- Assignment -
Locate every line in the records below that holds the word "transport" and return each one.

- Data for analysis -
/* EG4-LLv2 BMS driver (also sold as Lifepower v2). Modbus, 39 holding
 * registers of live data at address 0 and 23 registers of identity
 * strings at address 105.
 *
 * Register map from the vendor's "EG4-LL MODBUS Communication Protocol"
 * PDF. */

use std::sync::LazyLock;
use std::time::Duration;

use async_trait::async_trait;

use crate::bms::{Bms, append_voltage_stats, read_with_timeout, voltage_stat_specs};
use crate::error::Error;
use crate::fields::{
    Endianness, Layout, RawValue, Record, Scalar, array_field, i8_field, i16_field, string_field,
    u16_field, u32_field,
};
use crate::modbus::{Protocol, RegisterReader};
use crate::transport::DeviceType;

const BASIC_INFO_ADDRESS: u16 = 0;
const BASIC_INFO_REGISTER_COUNT: u8 = 39;

const EXTRA_INFO_ADDRESS: u16 = 105;
const EXTRA_INFO_REGISTER_COUNT: u8 = 23;

static STATUS_VALUES: &[(&str, &str)] = &[
    ("0", "inactive/stand by"),
    ("1", "inactive/charging"),
    ("2", "inactive/discharging"),
    ("4", "inactive/protect"),
    ("8", "inactive/charging limit"),
    ("32768", "active/stand by"),
    ("32769", "active/charging"),
    ("32770", "active/discharging"),
    ("32772", "active/protect"),
    ("32776", "active/charging limit"),
];

static WARNING_FLAGS: &[&str] = &[
    "0x8000",
    "0x4000",
    "float stopped",
    "low capacity",
    "discharge under temp",
    "charge under temp",
    "discharge over temp",
    "charge over temp",
    "MOS overheating",
    "abnormal ambient temp",
    "discharge overcurrent",
    "charge overcurrent",
    "cell undervoltage",
    "pack undervoltage",
    "cell overvoltage",
    "pack overvoltage",
];

static PROTECTION_FLAGS: &[&str] = &[
    "0x8000",
    "0x4000",
    "discharge short circuit",
    "low capacity",
    "discharge under temp",
    "charge under temp",
    "discharge over temp",
    "charge over temp",
    "MOS overheating",
    "abnormal ambient temp",
    "discharge overcurrent",
    "charge overcurrent",
    "cell undervoltage",
    "pack undervoltage",
    "cell overvoltage",
    "pack overvoltage",
];

static ERROR_CODE_FLAGS: &[&str] = &[
    "0x8000",
    "0x4000",
    "0x2000",
    "0x1000",
    "0x0800",
    "0x0400",
    "0x0200",
    "0x0100",
    "0x0080",
    "0x0040",
    "0x0020",
    "cell unbalance",
    "0x0008",
    "current flow error",
    "temperature error",
    "voltage error",
];

static CELL_BALANCE_FLAGS: &[&str] = &[
    "cell 16 unbalanced",
    "cell 15 unbalanced",
    "cell 14 unbalanced",
    "cell 13 unbalanced",
    "cell 12 unbalanced",
    "cell 11 unbalanced",
    "cell 10 unbalanced",
    "cell 9 unbalanced",
    "cell 8 unbalanced",
    "cell 7 unbalanced",
    "cell 6 unbalanced",
    "cell 5 unbalanced",
    "cell 4 unbalanced",
    "cell 3 unbalanced",
    "cell 2 unbalanced",
    "cell 1 unbalanced",
];

fn basic_fields() -> Vec<crate::fields::FieldSpec> {
    vec![
        u16_field("battery_voltage")
            .device_class("voltage")
            .unit("V")
            .multiplier(0.01)
            .precision(2),
        i16_field("current")
            .device_class("current")
            .unit("A")
            .multiplier(0.01)
            .precision(2),
        array_field("cell_%d_voltage", Scalar::U16, 16)
            .device_class("voltage")
            .unit("V")
            .multiplier(0.001)
            .precision(3),
        i16_field("pcb_temp").device_class("temperature").unit("°C"),
        /* max_temp and avg_temp appear swapped in the vendor PDF. */
        i16_field("max_temp").device_class("temperature").unit("°C"),
        i16_field("avg_temp")
            .device_class("temperature")
            .unit("°C")
            .precision(1),
        u16_field("cap_remaining").unit("%"),
        u16_field("max_charging_current")
            .device_class("current")
            .unit("A")
            .icon("mdi:current-dc"),
        u16_field("soh").unit("%"),
        u16_field("soc").device_class("battery").unit("%"),
        u16_field("status").values(STATUS_VALUES),
        u16_field("warning").flags(WARNING_FLAGS),
        u16_field("protection").flags(PROTECTION_FLAGS),
        u16_field("error_code").flags(ERROR_CODE_FLAGS),
        u32_field("cycle_counts").icon("mdi:battery-sync"),
        u32_field("full_capacity").unit("mAh"),
        i8_field("temp1")
            .device_class("temperature")
            .unit("°C")
            .precision(1),
        i8_field("temp2")
            .device_class("temperature")
            .unit("°C")
            .precision(1),
        i8_field("temp3")
            .device_class("temperature")
            .unit("°C")
            .precision(1),
        i8_field("temp4")
            .device_class("temperature")
            .unit("°C")
            .precision(1),
        i8_field("temp5"), /* always 0 */
        i8_field("temp6"), /* always 0 */
        u16_field("cell_num"),
        u16_field("designed_capacity")
            .unit("Ah")
            .multiplier(0.1)
            .precision(1),
        u16_field("cell_balance_status").flags(CELL_BALANCE_FLAGS),
    ]
}

static BASIC_LAYOUT: LazyLock<Layout> = LazyLock::new(|| Layout::new(basic_fields()));

static INFO_LAYOUT: LazyLock<Layout> = LazyLock::new(|| {
    let mut fields = basic_fields();
    fields.extend(voltage_stat_specs());
    Layout::new(fields)
});

static EXTRA_LAYOUT: LazyLock<Layout> = LazyLock::new(|| {
    Layout::new(vec![
        string_field("model", 24),
        string_field("firmware_version", 6),
        string_field("serial", 16),
    ])
});

pub struct Eg4LLv2;

#[async_trait]
impl Bms for Eg4LLv2 {
    fn info_layout(&self) -> &'static Layout {
        &INFO_LAYOUT
    }

    fn default_protocol(&self, device_type: DeviceType) -> Protocol {
        match device_type {
            DeviceType::Tcp => Protocol::ModbusTcp,
            _ => Protocol::ModbusRtu,
        }
    }

    async fn read_info(
        &self,
        reader: &dyn RegisterReader,
        id: u8,
        timeout: Duration,
    ) -> Result<Record, Error> {
        let data = read_with_timeout(
            reader,
            timeout,
            id,
            BASIC_INFO_ADDRESS,
            BASIC_INFO_REGISTER_COUNT,
        )
        .await?;
        let mut record = BASIC_LAYOUT.decode(&data, Endianness::Big)?;

        /* full_capacity arrives in mAs; 3 600 000 == 100 Ah. */
        if let Some(cap) = record.get_u64("full_capacity") {
            record.set("full_capacity", RawValue::Uint(cap / 3600));
        }
        append_voltage_stats(&mut record, "cell_%d_voltage");
        Ok(record)
    }

    async fn read_extra_info(
        &self,
        reader: &dyn RegisterReader,
        id: u8,
        timeout: Duration,
    ) -> Result<Record, Error> {
        let data = read_with_timeout(
            reader,
            timeout,
            id,
            EXTRA_INFO_ADDRESS,
            EXTRA_INFO_REGISTER_COUNT,
        )
        .await?;
        EXTRA_LAYOUT.decode(&data, Endianness::Big).map_err(Error::from)
    }
}

#[cfg(test)]
mod tests {
    use super::*;
    use crate::fields::Value;
    use crate::modbus::reader_for;
    use crate::transport::{DeviceType, Port};
    use std::sync::Arc;

    /* Response captured from a real EG4-LLv2 pack (ID #2). */
    const BASIC_RESPONSE: &str = "02034e14f600780d1a0d190d1b0d1b0d1a0d1b0d1a0d1b0d1a0d1b0d1a0d1a0d1a0d1b0d1a0d1a0019001b0018006100640064006100010000000000000000000b15752a00181818180000001003e800004e71";
    const EXTRA_RESPONSE: &str = "02032e4c46502d35312e325631303041682d56312e3000000000005a3032543034323032322d31302d32360000000000004818";

    fn reader_with(hex_data: &str) -> Box<dyn crate::modbus::RegisterReader> {
        let port = Arc::new(Port::test(hex::decode(hex_data).unwrap(), DeviceType::Test));
        reader_for(port, Protocol::ModbusRtu, "").unwrap()
    }

    #[tokio::test]
    async fn read_info_sample_frame() {
        let reader = reader_with(BASIC_RESPONSE);
        let info = Eg4LLv2
            .read_info(reader.as_ref(), 2, Duration::from_secs(1))
            .await
            .unwrap();

        assert_eq!(info.get_u64("battery_voltage"), Some(5366));
        assert_eq!(info.get_i64("current"), Some(120));
        assert_eq!(info.get_u64("cycle_counts"), Some(11));
        /* 360 000 000 mAs / 3600 == 100 Ah */
        assert_eq!(info.get_u64("full_capacity"), Some(100000));
        assert_eq!(info.get_u64("soc"), Some(97));
        assert_eq!(info.get_u64("soh"), Some(100));
        assert_eq!(info.get_u64("cell_num"), Some(16));
        assert_eq!(info.get_u64("designed_capacity"), Some(1000));
        assert_eq!(info.get_u64("max_cell_voltage"), Some(3355));
        assert_eq!(info.get_u64("min_cell_voltage"), Some(3353));
        assert_eq!(info.get_u64("mean_cell_voltage"), Some(3354));
        assert_eq!(info.get_u64("median_cell_voltage"), Some(3354));

        let fields = info.fields();
        let voltage = fields
            .iter()
            .find(|f| f.info.name == "battery_voltage")
            .unwrap();
        assert_eq!(voltage.value, Value::Float(53.66));
        assert_eq!(voltage.info.unit, "V");
        let cell1 = fields
            .iter()
            .find(|f| f.info.name == "cell_1_voltage")
            .unwrap();
        assert_eq!(cell1.value, Value::Float(3.354));
        let status = fields.iter().find(|f| f.info.name == "status").unwrap();
        assert_eq!(status.value, Value::Text("inactive/charging".into()));
    }

    #[tokio::test]
    async fn read_extra_info_sample_frame() {
        let reader = reader_with(EXTRA_RESPONSE);
        let extra = Eg4LLv2
            .read_extra_info(reader.as_ref(), 2, Duration::from_secs(1))
            .await
            .unwrap();
        assert_eq!(
            extra.get("model"),
            Some(&RawValue::Text("LFP-51.2V100Ah-V1.0".into()))
        );
        assert_eq!(
            extra.get("firmware_version"),
            Some(&RawValue::Text("Z02T04".into()))
        );
        assert_eq!(extra.get("serial"), Some(&RawValue::Text("2022-10-26".into())));
    }

    #[test]
    fn default_protocols() {
        assert_eq!(
            Eg4LLv2.default_protocol(DeviceType::Serial),
            Protocol::ModbusRtu
        );
        assert_eq!(Eg4LLv2.default_protocol(DeviceType::Tcp), Protocol::ModbusTcp);
    }

    #[test]
    fn info_schema_includes_derived_stats() {
        let names: Vec<String> = Eg4LLv2
            .info_layout()
            .field_infos()
            .into_iter()
            .map(|i| i.name)
            .collect();
        assert!(names.contains(&"cell_16_voltage".to_string()));
        assert!(names.contains(&"median_cell_voltage".to_string()));
        /* 24 basic fields with the cell array expanded to 16, plus the
         * four derived statistics. */
        assert_eq!(names.len(), 24 + 15 + 4);
    }
}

- Exercise output -
use crate::transport::DeviceType;
    use crate::transport::{DeviceType, Port};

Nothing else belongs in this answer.